- **What is needed**
From the line below that contains "the Eclipse Foundation" to the line that contains "use parking_lot::Mutex;", repeat every line exactly, both ends included, and nothing else.

- **Data supplied**

□ □ □

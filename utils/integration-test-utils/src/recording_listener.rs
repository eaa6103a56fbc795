/********************************************************************************
 * Copyright (c) 2026 Contributors to the Eclipse Foundation
 *
 * See the NOTICE file(s) distributed with this work for additional
 * information regarding copyright ownership.
 *
 * This program and the accompanying materials are made available under the
 * terms of the Apache License Version 2.0 which is available at
 * https://www.apache.org/licenses/LICENSE-2.0
 *
 * SPDX-License-Identifier: Apache-2.0
 ********************************************************************************/

use parking_lot::Mutex;
use std::sync::Arc;
use tracing::debug;
use uns_router::ConsumerListener;

/// Consumer listener that keeps every value it receives.
///
/// Clones share the same store, so one clone can be attached to a consumer and another kept
/// by the test for assertions.
#[derive(Clone)]
pub struct RecordingListener<T> {
    received: Arc<Mutex<Vec<T>>>,
}

impl<T: Clone> RecordingListener<T> {
    pub fn new() -> Self {
        Self {
            received: Arc::new(Mutex::new(Vec::with_capacity(64))),
        }
    }

    pub fn received(&self) -> Vec<T> {
        self.received.lock().clone()
    }

    pub fn count(&self) -> usize {
        self.received.lock().len()
    }
}

impl<T: Clone> Default for RecordingListener<T> {
    fn default() -> Self {
        Self::new()
    }
}

impl<T> ConsumerListener<T> for RecordingListener<T>
where
    T: Clone + Send + Sync,
{
    fn on_receive(&self, value: &T) {
        debug!("recording listener received value");
        self.received.lock().push(value.clone());
    }
}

□ □ □

- **Answer space**
 * Copyright (c) 2026 Contributors to the Eclipse Foundation
 *
 * See the NOTICE file(s) distributed with this work for additional
 * information regarding copyright ownership.
 *
 * This program and the accompanying materials are made available under the
 * terms of the Apache License Version 2.0 which is available at
 * https://www.apache.org/licenses/LICENSE-2.0
 *
 * SPDX-License-Identifier: Apache-2.0
 ********************************************************************************/

use parking_lot::Mutex;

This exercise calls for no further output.